I attempted to recreate the problem by creating a dummy MySwiftPackage project in Xcode 12.5.1 with the following setup:

// swift-tools-version:5.3
// The swift-tools-version declares the minimum version of Swift required to build this package.

import PackageDescription

let package = Package(
    name: "MySwiftPackage",
    products: [
        // Products define the executables and libraries a package produces, and make them visible to other packages.
        .library(
            name: "MySwiftPackage",
            targets: ["MySwiftPackage"]),
    ],
    dependencies: [
        // Dependencies declare other packages that this package depends on.
        .package(name: "mamba", path: "/Users/jbachm182/Projects/mamba_pr"),
    ],
    targets: [
        // Targets are the basic building blocks of a package. A target can define a module or a test suite.
        // Targets can depend on other targets in this package, and on products in packages this package depends on.
        .target(
            name: "MySwiftPackage",
            dependencies: ["mamba"]),
        .testTarget(
            name: "MySwiftPackageTests",
            dependencies: ["MySwiftPackage"]),
    ]
)

I then referenced the mamba.FrameworkInfo.version property in my dummy test app but modified your code in the PR to:

    private static var versionFilePathUrl: String? {
        let verPath = Bundle.module.path(forResource: "version", ofType: "txt")
        return verPath
    }

And had no issues fetching the version file. Perhaps my test package is too trivial and I need to modify how it's configured?
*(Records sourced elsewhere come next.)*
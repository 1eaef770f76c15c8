use anyhow::Result;
use serde::Serialize;

/// Pretty JSON, with field names matching the backend's wire format.
pub fn render_json<T: Serialize + ?Sized>(value: &T) -> Result<String> {
    Ok(serde_json::to_string_pretty(value)?)
}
gpe08 commented 2 years ago

@jonnybach Sorry, I've had too many things on my plate lately. When working on xcode 12.5.1, the oacjage itself would neither index the module method nor compile when I added it, so I could not get it to work. This is inside the module, not from the project using it.

I was able to get it working on the debugger, by doing po Bundle.module but in the code itself, the project would not compile for me at all. I had the same when using internal packages in our repository. I am a bit lost to the reasoning behind it.

jonnybach commented 2 years ago

No apologies necessary @gpe08! Do you have a sample project to share that demonstrates this? I'd like to look into this a bit more to get a good understanding.

gpe08 commented 2 years ago

@jonnybach Seems like those issues I had were Xcode being Xcode for me, and I can now get this working. I played around with the version.txt and things seem to work fine in our tests. Seems like it was caching an older mamba version somehow.

So, I'm happy to go with the Bundle.module version, and sorry about all the noise.